Leave a Comment (7) ↓


  1. Larry Matthews June 22, 2012

    This is great news! Thanks to Bryce and the park leadership for using these funds to insure a safe and positive experience for campers and day users of the Parks. Now if the Corp would change their position of doing nothing to help this nuisance and danger to our lake environment. Coves adjacent to the UNC property, Peninsula at Kerr Lake development and the Wilson Farm were all severely impacted by hydrilla last season. Hopefully, the Corp will be more proactive in battling this menace by working with the state and local tax paying property owners.

  2. Janet July 9, 2012

    “Would you say the water in Kerr Lake is clean for swimming? What is it tested for?

    We are having a big event there and I want to feel secure that people will not get sick from swimming there. Thanks!”


    We received these email questions from Janet P and quite honestly, we don’t know who tests the water in Kerr Lake for what?  So we will ask the Corps of Engineers and NC State Parks.

    Answers will be posted as soon as we get them!

    If you’d like to ask a question or post a comment, just send it to  Click on the sidebar to be informed when new info is posted on this blog.

  3. Tom O'Neal July 24, 2012

    Great idea Bryce. Spraying poison into Kerr Lake so little Johnny and little Susie can go swim in it. I surely would not let my kids swim in poisoned water that some government agent said was safe. It really amazes me that people want this spraying to occur so they can swim it and maybe later catch and eat a few fish that survived the poison. It is bad enough the amount of chemicals and pollutant in our streams and lakes without the state spending hundreds of thousands of dollars to put more chemicals in our waters.
    So all you happy campers and lake home owners enjoy the poison and don’t worry ’cause Bryce and the Kerr Lake State Recreation Area “leaders” are taking good care of you.

  4. Lester Atkins July 30, 2012

    Seriously,It has always been funny to me that people talk about this INVASIVE weed as it relies on camping and swimming.Problem is the corp has been this lakes biggest issue not the grass.Water levels that kill the spawn because there is no cover in the lake for the fry,and the lie that has been spread about a virus affecting the bass.The grass can be removed without chemicals.The lake is the economy of the whole area and should be treated as such.I have seen nowhere on this lake that the hydrilla is so thick that you get caught in it and I have been fishing it for almost 20 years.But go ahead and wipe it out right along with the fishery.
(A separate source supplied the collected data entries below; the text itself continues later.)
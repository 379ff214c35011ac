mod common;

use axum::http::{header, HeaderValue, StatusCode};
use common::{authed, spawn_app, PASSWORD};
use etf_server::services::security::create_access_token;
use serde_json::{json, Value};

#[tokio::test]
async fn signup_login_and_profile() {
    let app = spawn_app().await;

    let signup = app
        .server
        .post("/signup")
        .json(&json!({
            "username": "alice",
            "password": PASSWORD,
            "name": "앨리스",
            "email": "alice@example.com",
        }))
        .await;
    signup.assert_status_ok();
    assert_eq!(signup.json::<Value>()["message"], "회원가입 성공");

    let login: Value = app
        .server
        .post("/login")
        .json(&json!({ "username": "alice", "password": PASSWORD }))
        .await
        .json();
    assert_eq!(login["token_type"], "bearer");
    assert_eq!(login["name"], "앨리스");
    let token = login["access_token"].as_str().unwrap();

    let me: Value = authed(app.server.get("/me"), token).await.json();
    assert_eq!(me["username"], "alice");
    assert_eq!(me["email"], "alice@example.com");
    assert!(me.get("hashed_password").is_none());
}

#[tokio::test]
async fn duplicate_username_is_rejected() {
    let app = spawn_app().await;
    app.register("bob").await;

    let resp = app
        .server
        .post("/signup")
        .json(&json!({ "username": "bob", "password": PASSWORD, "name": "other" }))
        .await;
    assert_eq!(resp.status_code(), StatusCode::BAD_REQUEST);
    assert_eq!(resp.json::<Value>()["detail"], "이미 존재하는 아이디입니다.");
}

#[tokio::test]
async fn wrong_password_is_rejected() {
    let app = spawn_app().await;
    app.register("carol").await;

    let resp = app
        .server
        .post("/login")
        .json(&json!({ "username": "carol", "password": "not-the-password" }))
        .await;
    assert_eq!(resp.status_code(), StatusCode::BAD_REQUEST);

    let resp = app
        .server
        .post("/login")
        .json(&json!({ "username": "nobody", "password": PASSWORD }))
        .await;
    assert_eq!(resp.status_code(), StatusCode::BAD_REQUEST);
}

#[tokio::test]
async fn short_password_fails_validation() {
    let app = spawn_app().await;
    let resp = app
        .server
        .post("/signup")
        .json(&json!({ "username": "dave", "password": "123", "name": "dave" }))
        .await;
    assert_eq!(resp.status_code(), StatusCode::UNPROCESSABLE_ENTITY);
}

#[tokio::test]
async fn profile_requires_a_valid_token() {
    let app = spawn_app().await;

    let resp = app.server.get("/me").await;
    assert_eq!(resp.status_code(), StatusCode::UNAUTHORIZED);
    assert_eq!(resp.json::<Value>()["detail"], "Not authenticated");

    let resp = authed(app.server.get("/me"), "garbage").await;
    assert_eq!(resp.status_code(), StatusCode::UNAUTHORIZED);
    assert_eq!(resp.json::<Value>()["detail"], "Could not validate credentials");
}

#[tokio::test]
async fn health_is_public() {
    let app = spawn_app().await;
    let body: Value = app.server.get("/health").await.json();
    assert_eq!(body["status"], "ok");
    assert_eq!(body["database"], "ok");
}

#[tokio::test]
async fn duplicate_email_is_rejected() {
    let app = spawn_app().await;
    app.register("wade").await;

    let resp = app
        .server
        .post("/signup")
        .json(&json!({
            "username": "wade2",
            "password": PASSWORD,
            "name": "wade",
            "email": "wade@example.com",
        }))
        .await;
    assert_eq!(resp.status_code(), StatusCode::BAD_REQUEST);
    assert_eq!(resp.json::<Value>()["detail"], "이미 사용 중인 이메일입니다.");
}

#[tokio::test]
async fn signup_with_missing_fields_fails_validation() {
    let app = spawn_app().await;
    let resp = app
        .server
        .post("/signup")
        .json(&json!({ "username": "erin" }))
        .await;
    assert_eq!(resp.status_code(), StatusCode::UNPROCESSABLE_ENTITY);
    assert!(resp.json::<Value>()["detail"].is_string());
}

#[tokio::test]
async fn login_with_empty_fields_fails_validation() {
    let app = spawn_app().await;
    let resp = app
        .server
        .post("/login")
        .json(&json!({ "username": "", "password": "" }))
        .await;
    assert_eq!(resp.status_code(), StatusCode::UNPROCESSABLE_ENTITY);
}

#[tokio::test]
async fn malformed_authorization_header_is_challenged() {
    let app = spawn_app().await;
    let resp = app
        .server
        .get("/me")
        .add_header(
            header::AUTHORIZATION,
            HeaderValue::from_static("Token not-a-bearer"),
        )
        .await;
    assert_eq!(resp.status_code(), StatusCode::UNAUTHORIZED);
    assert_eq!(resp.headers()[header::WWW_AUTHENTICATE], "Bearer");
    assert_eq!(resp.json::<Value>()["detail"], "Not authenticated");
}

#[tokio::test]
async fn token_for_missing_user_is_not_found() {
    let app = spawn_app().await;
    let config = &app.state.config;
    let token =
        create_access_token("ghost", &config.jwt_secret, config.access_token_expire_minutes)
            .unwrap();

    let resp = authed(app.server.get("/me"), &token).await;
    assert_eq!(resp.status_code(), StatusCode::NOT_FOUND);
    assert_eq!(resp.json::<Value>()["detail"], "사용자를 찾을 수 없습니다.");
}
//! Shared application state injected into every Axum handler.

use std::sync::Arc;

use crate::config::Config;
use crate::entities::SqliteStore;
use crate::services::ai::{Advisor, HttpAdvisor};
use crate::services::email::Mailer;
use crate::services::notification::Notifier;

/// State shared across all HTTP handlers and the scheduler.
#[derive(Clone)]
pub struct AppState {
    /// Server configuration (env-derived).
    pub config: Arc<Config>,
    pub store: Arc<SqliteStore>,
    /// AI analysis service.
    pub advisor: Arc<dyn Advisor>,
    pub notifier: Notifier,
}

impl std::fmt::Debug for AppState {
    fn fmt(&self, f: &mut std::fmt::Formatter<'_>) -> std::fmt::Result {
        f.debug_struct("AppState")
            .field("config", &self.config)
            .field("store", &self.store)
            .field("notifier", &self.notifier)
            .finish_non_exhaustive()
    }
}

impl AppState {
    /// Assemble the state around an already opened store.
    pub fn new(
        config: Config,
        store: SqliteStore,
        advisor: Arc<dyn Advisor>,
    ) -> anyhow::Result<Self> {
        let store = Arc::new(store);
        let mailer = Arc::new(Mailer::new(&config)?);
        Ok(Self {
            config: Arc::new(config),
            notifier: Notifier::new(Arc::clone(&store), mailer),
            store,
            advisor,
        })
    }

    /// Production wiring: the HTTP advisor pointed at `ETF_AI_SERVICE_URL`.
    pub fn with_http_advisor(config: Config, store: SqliteStore) -> anyhow::Result<Self> {
        let advisor = Arc::new(HttpAdvisor::new(&config)?);
        Self::new(config, store, advisor)
    }
}
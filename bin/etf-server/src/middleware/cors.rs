use crate::state::AppState;
use std::sync::Arc;
use tower_http::cors::{Any, CorsLayer};

pub fn cors_layer(state: Arc<AppState>) -> CorsLayer {
    let permissive = || {
        CorsLayer::new()
            .allow_origin(Any)
            .allow_headers(Any)
            .allow_methods(Any)
    };

    let Some(origins_str) = &state.config.cors_allowed_origins else {
        // Wildcard for development; set ETF_CORS_ORIGINS in production.
        return permissive();
    };

    let origins: Vec<axum::http::HeaderValue> = origins_str
        .split(',')
        .filter_map(|s| s.trim().parse().ok())
        .collect();
    if origins.is_empty() {
        tracing::warn!(value = %origins_str, "ETF_CORS_ORIGINS has no valid origin; allowing any");
        return permissive();
    }
    CorsLayer::new()
        .allow_origin(origins)
        .allow_headers(Any)
        .allow_methods(Any)
}
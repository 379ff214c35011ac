use serde::{Deserialize, Serialize};
use utoipa::{IntoParams, ToSchema};
use validator::Validate;

use crate::entities::{NotificationRecord, SettingsRecord};
use crate::schemas::etf::validate_channels;

#[derive(Debug, Clone, Default, Serialize, Deserialize, IntoParams, Validate)]
#[into_params(parameter_in = Query)]
pub struct NotificationListQuery {
    #[validate(range(min = 0))]
    pub skip: Option<i64>,
    #[validate(range(min = 1, max = 1000))]
    pub limit: Option<i64>,
    pub unread_only: Option<bool>,
}

#[derive(Debug, Clone, Default, Serialize, Deserialize, IntoParams, Validate)]
#[into_params(parameter_in = Query)]
pub struct NotificationCountQuery {
    /// Defaults to `true`.
    pub unread_only: Option<bool>,
}

#[derive(Debug, Clone, Serialize, Deserialize, ToSchema)]
pub struct NotificationResponse {
    pub id: i64,
    pub user_id: i64,
    pub title: String,
    pub content: String,
    #[serde(rename = "type")]
    pub kind: String,
    pub is_read: bool,
    pub sent_via: Option<String>,
    pub created_at: String,
    pub read_at: Option<String>,
}

impl NotificationRecord {
    pub fn to_response(&self) -> NotificationResponse {
        NotificationResponse {
            id: self.id,
            user_id: self.user_id,
            title: self.title.clone(),
            content: self.content.clone(),
            kind: self.kind.clone(),
            is_read: self.is_read,
            sent_via: self.sent_via.clone(),
            created_at: self.created_at.to_rfc3339(),
            read_at: self.read_at.map(|t| t.to_rfc3339()),
        }
    }
}

#[derive(Debug, Clone, Serialize, Deserialize, ToSchema)]
pub struct CountResponse {
    pub count: i64,
}

#[derive(Debug, Clone, Serialize, Deserialize, ToSchema)]
pub struct ReadAllResponse {
    pub message: String,
    pub count: u64,
}

#[derive(Debug, Clone, Serialize, Deserialize, ToSchema)]
pub struct NotificationSettingsResponse {
    pub notification_enabled: bool,
    pub notification_channels: String,
}

impl SettingsRecord {
    pub fn to_notification_settings(&self) -> NotificationSettingsResponse {
        NotificationSettingsResponse {
            notification_enabled: self.notification_enabled,
            notification_channels: self.notification_channels.clone(),
        }
    }
}

#[derive(Debug, Clone, Default, Serialize, Deserialize, ToSchema, Validate)]
pub struct NotificationSettingsUpdate {
    pub notification_enabled: Option<bool>,
    #[validate(custom(function = "validate_channels"))]
    pub notification_channels: Option<String>,
}

#[derive(Debug, Clone, Serialize, Deserialize, ToSchema)]
pub struct TestNotificationResponse {
    pub message: String,
    pub notification_id: i64,
}
//! Liveness endpoint.

use axum::extract::State;
use axum::http::StatusCode;
use axum::routing::get;
use axum::{Json, Router};
use serde_json::{json, Value};
use std::sync::Arc;
use utoipa::OpenApi;

use crate::state::AppState;

#[derive(OpenApi)]
#[openapi(paths(get_health))]
pub struct HealthApi;

pub fn router() -> Router<Arc<AppState>> {
    Router::new().route("/health", get(get_health))
}

/// Report server version, database reachability and scheduler mode.
///
/// Answers 503 with `"status": "degraded"` when the database does not respond.
#[utoipa::path(
    get,
    path = "/health",
    tag = "health",
    responses(
        (status = 200, description = "Server is healthy", body = Value),
        (status = 503, description = "Database unreachable", body = Value)
    )
)]
pub async fn get_health(State(state): State<Arc<AppState>>) -> (StatusCode, Json<Value>) {
    let database = match state.store.ping().await {
        Ok(()) => "ok",
        Err(e) => {
            tracing::warn!(error = %e, "health check: database ping failed");
            "unavailable"
        }
    };
    let (status, label) = if database == "ok" {
        (StatusCode::OK, "ok")
    } else {
        (StatusCode::SERVICE_UNAVAILABLE, "degraded")
    };

    (
        status,
        Json(json!({
            "status": label,
            "version": env!("CARGO_PKG_VERSION"),
            "database": database,
            "scheduler": state.config.scheduler_enabled,
        })),
    )
}

#[cfg(test)]
mod test {
    use super::*;
    use crate::config::Config;
    use crate::entities::test_support::memory_store;

    #[tokio::test]
    async fn reports_database_and_scheduler() {
        let state = AppState::with_http_advisor(Config::for_tests(), memory_store().await).unwrap();

        let (status, Json(body)) = get_health(State(Arc::new(state))).await;
        assert_eq!(status, StatusCode::OK);
        assert_eq!(body["status"], "ok");
        assert_eq!(body["database"], "ok");
        assert_eq!(body["scheduler"], false);
        assert!(!body["version"].as_str().unwrap_or("").is_empty());
    }
}
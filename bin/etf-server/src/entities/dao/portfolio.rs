use chrono::{DateTime, Utc};
use serde::{Deserialize, Serialize};
use strum::{AsRefStr, Display, EnumString};
use utoipa::ToSchema;

use super::EtfRecord;

/// How often a portfolio entry is invested.
#[derive(
    Debug, Clone, Copy, PartialEq, Eq, Default, Serialize, Deserialize, ToSchema, Display,
    EnumString, AsRefStr,
)]
#[serde(rename_all = "lowercase")]
#[strum(serialize_all = "lowercase")]
pub enum InvestmentCycle {
    Daily,
    /// `day` is the weekday, 0 = Monday.
    Weekly,
    /// `day` is the day of month, 1-31.
    #[default]
    Monthly,
}

/// A row in the `portfolios` table.
#[derive(Debug, Clone)]
pub struct PortfolioRecord {
    pub id: i64,
    pub user_id: i64,
    pub etf_id: i64,
    pub monthly_investment: f64,
    pub cycle: InvestmentCycle,
    pub day: Option<i64>,
    pub created_at: DateTime<Utc>,
    pub updated_at: DateTime<Utc>,
}

/// A portfolio row joined with its ETF.
#[derive(Debug, Clone)]
pub struct PortfolioEntry {
    pub portfolio: PortfolioRecord,
    pub etf: EtfRecord,
}

/// Insert payload for [`PortfolioRecord`].
#[derive(Debug, Clone)]
pub struct NewPortfolio {
    pub user_id: i64,
    pub etf_id: i64,
    pub monthly_investment: f64,
    pub cycle: InvestmentCycle,
    pub day: Option<i64>,
}
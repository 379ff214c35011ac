pub mod chat;
pub mod etf;
pub mod notification;
pub mod portfolio;
pub mod settings;
pub mod user;

pub use chat::{ChatMessageRecord, ChatRole};
pub use etf::EtfRecord;
pub use notification::{NewNotification, NotificationChannel, NotificationRecord, NotificationType};
pub use portfolio::{InvestmentCycle, NewPortfolio, PortfolioEntry, PortfolioRecord};
pub use settings::{NewSettings, SettingsPatch, SettingsRecord};
pub use user::{NewUser, UserRecord};
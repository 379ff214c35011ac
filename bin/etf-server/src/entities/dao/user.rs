use chrono::{DateTime, Utc};

/// A row in the `users` table.
#[derive(Debug, Clone)]
pub struct UserRecord {
    pub id: i64,
    pub username: String,
    /// Argon2 PHC string.
    pub hashed_password: String,
    pub name: String,
    pub email: Option<String>,
    pub created_at: DateTime<Utc>,
    pub updated_at: DateTime<Utc>,
}

/// Insert payload for [`UserRecord`].
#[derive(Debug, Clone)]
pub struct NewUser {
    pub username: String,
    pub hashed_password: String,
    pub name: String,
    pub email: Option<String>,
}
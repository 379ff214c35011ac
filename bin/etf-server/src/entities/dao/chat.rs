use chrono::{DateTime, Utc};
use strum::{AsRefStr, Display, EnumString};

/// Author of a chat message.
#[derive(Debug, Clone, Copy, PartialEq, Eq, Display, EnumString, AsRefStr)]
#[strum(serialize_all = "lowercase")]
pub enum ChatRole {
    User,
    Assistant,
}

/// A single message row in the `chat_messages` table.
#[derive(Debug, Clone)]
pub struct ChatMessageRecord {
    pub id: i64,
    pub user_id: i64,
    /// `"user"` or `"assistant"`.
    pub role: String,
    pub content: String,
    pub created_at: DateTime<Utc>,
}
  5. Vic Miller July 31, 2012

    We need an exact posting of when and where these spraying are going to be. It is NOT safe to be in the water for 24 hours from time of spraying. How are the parks protecting people? How are they telling lake users? How are they posting the dangers? How far does the poison drift once sprayed?

  6. Larry Matthews August 21, 2012

    Not trying to upset you Lester. But, come on down to the back ends of Wilson and Dodson Coves just past Hibernia park…if you can make it past all the water hazard fishing noodles. The hydrilla is not really bad until the water level starts getting below 297′. As a matter of fact, the little cove on the left half way down Wilson Cove is so bad right now, you dare not try to drive a boat through it. And every year it gets higher in the water table and takes more of the cove. I know, I have a dock there.

  7. Lester Atkins August 27, 2012

    I fish that area alot because of the grass.You stated and I see we agree that the water level is the main issue.The corp could care less about the fishery or you and I.If the grass is not bad until you get around 297 then what does that say?As I said the grass can be controlled with mechanical means but do you see that even talked about by the corp.No?I also have a home on the lake and I worry more about the fishery and the economic impact that it is having in the cities and counties around it.It has to be controlled not killed.Too many businesses depend on the fishery to pay their bills and this has to be a concern for the Corp.and we all need to make a stand on their destruction of the fishery.